Abstract - Identification of key pinch forces required to complete functional tasks
Niels Smaby, MS; Mary Elise Johanson, MS, PT; Brian  Baker, BA; Deborah Ellen Kenney, MS, OTR;
Wendy Marie Murray, MS, PhD; Vincent Rod Hentz, MD
Rehabilitation Research and Development Center, Department of Veterans Affairs (VA) Palo Alto Health Care System, Palo Alto, CA; Mechanical Engineering Department, Stanford University, Stanford, CA; Paralyzed Veterans of America Summer Scholar, VA Palo Alto Health Care System, Palo Alto, CA; Hand Surgery Service, VA Palo Alto Health Care System, Palo Alto, CA; Stanford University Medical School, Stanford, CA; University of California Medical School, San Francisco, CA
Abstract — Reconstructive hand surgeries restore key pinch to individuals with pinch force deficits caused by tetraplegia.

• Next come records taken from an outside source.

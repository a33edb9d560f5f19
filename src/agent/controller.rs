//! Agent Controller - drives a session against the model and the sandbox
//!
//! The controller runs as its own task. It owns the [`SessionMachine`],
//! performs the effects the machine asks for, and publishes a
//! [`SessionSnapshot`] after every transition. Callers talk to it through a
//! [`SessionHandle`].
//!
//! While a model call or an execution is outstanding the controller keeps
//! listening for commands: new submissions and mode changes are ignored,
//! a reset abandons the outstanding operation.

use std::future::Future;
use std::sync::atomic::{AtomicU64, Ordering};
use std::sync::Arc;
use std::time::{Duration, Instant};

use serde::Serialize;
use tokio::sync::{mpsc, watch};
use tokio::task::JoinHandle;
use tracing::{debug, info, info_span, warn, Instrument};
use uuid::Uuid;

use super::machine::{AgentRetryState, Effect, Phase, SessionMachine, MAX_RETRIES};
use super::model::LazyModel;
use super::transcript::{ChatMessage, Placeholder};
use crate::codegen::GenerationMode;
use crate::metrics::{AGENT_EXHAUSTED, AGENT_RETRIES, GENERATIONS, GENERATION_DURATION};
use crate::sandbox::{ExecutionChannel, ExecutionOutcome, InterpreterLauncher};

/// Configuration for the agent controller
#[derive(Debug, Clone)]
pub struct AgentConfig {
    /// Mode the session starts in
    pub mode: GenerationMode,
    /// Repair attempts before the agent gives up
    pub max_retries: u32,
    /// Timeout for a single code execution in seconds
    pub execution_timeout_secs: u64,
}

impl Default for AgentConfig {
    fn default() -> Self {
        Self {
            mode: GenerationMode::SingleShot,
            max_retries: MAX_RETRIES,
            execution_timeout_secs: 30,
        }
    }
}

impl AgentConfig {
    fn execution_timeout(&self) -> Duration {
        Duration::from_secs(self.execution_timeout_secs)
    }
}

/// Error type for session handle operations
#[derive(Debug, Clone, PartialEq, Eq, thiserror::Error)]
pub enum SessionError {
    #[error("session has shut down")]
    Closed,
}

/// Everything a viewer needs to render the session
#[derive(Debug, Clone, Default, Serialize)]
pub struct SessionSnapshot {
    /// Durable transcript, oldest first
    pub messages: Vec<ChatMessage>,
    /// Indicator for the outstanding operation, if any
    pub placeholder: Option<Placeholder>,
    pub phase: Phase,
    pub mode: GenerationMode,
    /// Repair attempts used by the active chain
    pub attempts_used: u32,
    /// Commands handled so far, accepted or ignored
    pub processed_commands: u64,
}

impl SessionSnapshot {
    pub fn is_busy(&self) -> bool {
        self.phase.is_busy()
    }
}

#[derive(Debug)]
enum SessionCommand {
    Submit(String),
    RunCode(String),
    SetMode(GenerationMode),
    Reset,
    Shutdown,
}

/// Why an outstanding operation stopped early
enum Interrupt {
    Reset,
    Shutdown,
}

/// Agent Controller orchestrating generation, execution and repair
pub struct AgentController {
    machine: SessionMachine,
    model: Arc<LazyModel>,
    launcher: Arc<dyn InterpreterLauncher>,
    channel: ExecutionChannel,
    config: AgentConfig,
    snapshots: watch::Sender<SessionSnapshot>,
    processed: u64,
}

impl AgentController {
    /// Start a session task and return its handle
    ///
    /// # Arguments
    /// * `model` - Lazily constructed model engine
    /// * `launcher` - Starts the interpreter behind the execution channel
    /// * `config` - Agent configuration
    pub fn spawn(
        model: Arc<LazyModel>,
        launcher: Arc<dyn InterpreterLauncher>,
        config: AgentConfig,
    ) -> SessionHandle {
        let (commands, receiver) = mpsc::channel(32);
        let machine = SessionMachine::new(config.mode, config.max_retries);
        let (snapshots, snapshot_receiver) = watch::channel(SessionSnapshot {
            mode: config.mode,
            ..SessionSnapshot::default()
        });

        let controller = Self {
            machine,
            model,
            channel: ExecutionChannel::spawn(Arc::clone(&launcher), config.execution_timeout()),
            launcher,
            config,
            snapshots,
            processed: 0,
        };

        let task = tokio::spawn(controller.run(receiver));

        SessionHandle {
            commands,
            snapshots: snapshot_receiver,
            sent: AtomicU64::new(0),
            task,
        }
    }

    async fn run(mut self, mut commands: mpsc::Receiver<SessionCommand>) {
        info!(mode = %self.machine.mode(), max_retries = self.config.max_retries, "Session started");
        self.publish();

        while let Some(command) = commands.recv().await {
            self.processed += 1;
            let keep_running = match command {
                SessionCommand::Submit(text) => {
                    let effect = self.machine.submit(&text);
                    self.start(effect, &mut commands).await
                }
                SessionCommand::RunCode(code) => {
                    let effect = self.machine.run_code(&code);
                    self.start(effect, &mut commands).await
                }
                SessionCommand::SetMode(mode) => {
                    if self.machine.set_mode(mode) {
                        info!(%mode, "Mode changed");
                    }
                    true
                }
                SessionCommand::Reset => {
                    self.reset().await;
                    true
                }
                SessionCommand::Shutdown => false,
            };
            self.publish();

            if !keep_running {
                break;
            }
        }

        self.channel.shutdown().await;
        info!("Session stopped");
    }

    /// Begin a turn if the machine accepted the input. Returns false on shutdown.
    async fn start(&mut self, effect: Option<Effect>, commands: &mut mpsc::Receiver<SessionCommand>) -> bool {
        match effect {
            Some(effect) => {
                self.publish();
                self.drive(effect, commands).await
            }
            None => true,
        }
    }

    /// Carry out effects until the turn settles. Returns false on shutdown.
    async fn drive(&mut self, effect: Effect, commands: &mut mpsc::Receiver<SessionCommand>) -> bool {
        let trace_id = Uuid::now_v7().to_string();
        let turn_span = info_span!(
            "session_turn",
            trace_id = %trace_id,
            mode = %self.machine.mode(),
            otel.name = "session_turn"
        );

        async {
            let mut next = Some(effect);

            while let Some(effect) = next.take() {
                next = match effect {
                    Effect::Generate { instruction, attempt } => {
                        if attempt > 0 {
                            AGENT_RETRIES.inc();
                            info!(attempt, "Requesting a repaired program");
                        }
                        self.machine.generation_started();
                        self.publish();

                        let result = match self.generate(instruction, attempt, commands).await {
                            Ok(result) => result,
                            Err(interrupt) => return self.interrupted(interrupt).await,
                        };
                        self.machine.on_generated(result)
                    }
                    Effect::Execute { code } => {
                        let outcome = match self.execute(code, commands).await {
                            Ok(outcome) => outcome,
                            Err(interrupt) => return self.interrupted(interrupt).await,
                        };
                        let exhausted = !outcome.is_success()
                            && self.machine.mode().is_autonomous()
                            && self.machine.retry_state().attempts_used >= self.machine.max_retries();
                        let next = self.machine.on_executed(outcome);
                        if exhausted {
                            AGENT_EXHAUSTED.inc();
                            warn!(max_retries = self.machine.max_retries(), "Agent stopped at retry ceiling");
                        }
                        next
                    }
                };
                self.publish();
            }

            info!(phase = ?self.machine.phase(), messages = self.machine.transcript().len(), "Turn settled");
            true
        }
        .instrument(turn_span)
        .await
    }

    async fn generate(
        &mut self,
        instruction: String,
        attempt: u32,
        commands: &mut mpsc::Receiver<SessionCommand>,
    ) -> Result<Result<String, String>, Interrupt> {
        let model = Arc::clone(&self.model);
        let llm_span = info_span!("llm_call", attempt, otel.name = "llm_call");

        let call = async move {
            let engine = model.get().await?;
            let start = Instant::now();
            let response = engine.generate(&instruction).await;
            let elapsed = start.elapsed().as_secs_f64();
            GENERATION_DURATION
                .with_label_values(&[engine.model_id()])
                .observe(elapsed);
            info!(model = engine.model_id(), duration_ms = elapsed * 1000.0, "LLM call completed");
            response
        }
        .instrument(llm_span);

        let result = self.suspend(call, commands).await?;
        match &result {
            Ok(response) => {
                GENERATIONS.with_label_values(&["success"]).inc();
                debug!(response_len = response.len(), "Model responded");
            }
            Err(e) => {
                GENERATIONS.with_label_values(&["error"]).inc();
                warn!(error = %e, "Model call failed");
            }
        }
        Ok(result.map_err(|e| e.to_string()))
    }

    async fn execute(
        &mut self,
        code: String,
        commands: &mut mpsc::Receiver<SessionCommand>,
    ) -> Result<ExecutionOutcome, Interrupt> {
        info!(code_len = code.len(), "Executing code");

        let pending = match self.channel.submit(code) {
            Ok(pending) => pending,
            Err(e) => {
                warn!(error = %e, "Execution channel refused submission");
                return Ok(ExecutionOutcome::failure(format!("Could not run code: {e}")));
            }
        };

        let outcome = self.suspend(pending.outcome(), commands).await?;
        Ok(outcome.unwrap_or_else(|| {
            ExecutionOutcome::failure("Execution channel stopped before reporting a result")
        }))
    }

    /// Wait for `operation` while still answering commands
    async fn suspend<F: Future>(
        &mut self,
        operation: F,
        commands: &mut mpsc::Receiver<SessionCommand>,
    ) -> Result<F::Output, Interrupt> {
        tokio::pin!(operation);

        loop {
            tokio::select! {
                output = &mut operation => return Ok(output),
                command = commands.recv() => {
                    let Some(command) = command else {
                        return Err(Interrupt::Shutdown);
                    };
                    self.processed += 1;
                    match command {
                        SessionCommand::Submit(text) | SessionCommand::RunCode(text) => {
                            debug!(len = text.len(), "Submission ignored, input is disabled while busy");
                        }
                        SessionCommand::SetMode(mode) => {
                            self.machine.set_mode(mode);
                        }
                        SessionCommand::Reset => return Err(Interrupt::Reset),
                        SessionCommand::Shutdown => return Err(Interrupt::Shutdown),
                    }
                    self.publish();
                }
            }
        }
    }

    async fn interrupted(&mut self, interrupt: Interrupt) -> bool {
        match interrupt {
            Interrupt::Reset => {
                info!("Reset requested, abandoning outstanding operation");
                self.reset().await;
                true
            }
            Interrupt::Shutdown => false,
        }
    }

    /// Clear the session and replace the execution channel
    async fn reset(&mut self) {
        self.machine.reset();
        let fresh = ExecutionChannel::spawn(Arc::clone(&self.launcher), self.config.execution_timeout());
        let previous = std::mem::replace(&mut self.channel, fresh);
        previous.shutdown().await;
        info!("Session reset");
    }

    fn publish(&self) {
        let transcript = self.machine.transcript();
        let retry: &AgentRetryState = self.machine.retry_state();
        self.snapshots.send_replace(SessionSnapshot {
            messages: transcript.messages().to_vec(),
            placeholder: transcript.placeholder().cloned(),
            phase: self.machine.phase(),
            mode: self.machine.mode(),
            attempts_used: retry.attempts_used,
            processed_commands: self.processed,
        });
    }
}

/// Handle used by a front end to drive a session
pub struct SessionHandle {
    commands: mpsc::Sender<SessionCommand>,
    snapshots: watch::Receiver<SessionSnapshot>,
    sent: AtomicU64,
    task: JoinHandle<()>,
}

impl SessionHandle {
    /// Submit a prompt. Ignored if blank or if a turn is in progress.
    pub async fn submit(&self, text: impl Into<String>) -> Result<(), SessionError> {
        self.send(SessionCommand::Submit(text.into())).await
    }

    /// Run code as written, without asking the model. Ignored if blank or
    /// if a turn is in progress. Failures are never repaired.
    pub async fn run_code(&self, code: impl Into<String>) -> Result<(), SessionError> {
        self.send(SessionCommand::RunCode(code.into())).await
    }

    /// Switch between single-shot and agent mode. Ignored while busy.
    pub async fn set_mode(&self, mode: GenerationMode) -> Result<(), SessionError> {
        self.send(SessionCommand::SetMode(mode)).await
    }

    /// Clear the transcript and restart the execution sandbox
    pub async fn reset(&self) -> Result<(), SessionError> {
        self.send(SessionCommand::Reset).await
    }

    /// Latest published snapshot
    pub fn snapshot(&self) -> SessionSnapshot {
        self.snapshots.borrow().clone()
    }

    /// Receiver that observes every published snapshot
    pub fn subscribe(&self) -> watch::Receiver<SessionSnapshot> {
        self.snapshots.clone()
    }

    /// Wait until every command sent so far is handled and nothing is outstanding
    pub async fn settled(&self) -> Result<SessionSnapshot, SessionError> {
        let target = self.sent.load(Ordering::Acquire);
        let mut receiver = self.snapshots.clone();
        let snapshot = receiver
            .wait_for(|snapshot| snapshot.processed_commands >= target && !snapshot.is_busy())
            .await
            .map_err(|_| SessionError::Closed)?;
        Ok(snapshot.clone())
    }

    /// Stop the session task and its sandbox
    pub async fn shutdown(self) -> Result<(), SessionError> {
        self.send(SessionCommand::Shutdown).await?;
        self.task.await.map_err(|_| SessionError::Closed)
    }

    async fn send(&self, command: SessionCommand) -> Result<(), SessionError> {
        self.sent.fetch_add(1, Ordering::AcqRel);
        self.commands
            .send(command)
            .await
            .map_err(|_| SessionError::Closed)
    }
}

Data that define the magnitudes of force necessary to complete functional key pinch tasks are limited. This study aims to establish target pinch forces for completing selected tasks that represent a range of useful functional activities. A robot arm instrumented with a force sensor completed the tasks and simultaneously measured the forces applied to the task objects. Lateral pinch force requirements were calculated from these measured object forces. Pinch force requirements ranged from 1.4 N to push a button on a remote to 31.4 N to insert a plug into an outlet. Of the tasks studied, 9 of 12 required less than 10.5 N. These pinch force requirements, when compared to pinch forces produced by 14 individuals with spinal cord injuries (with and without surgical reconstruction of pinch), accurately predicted success or failure in 81% of subject trials. The prediction errors indicate a need to measure other factors such as pinch opening, force location, force direction, and proximal joint control.
Key words: activities at daily living, functional outcome, key pinch, pinch force, spinal cord injury, tetraplegia.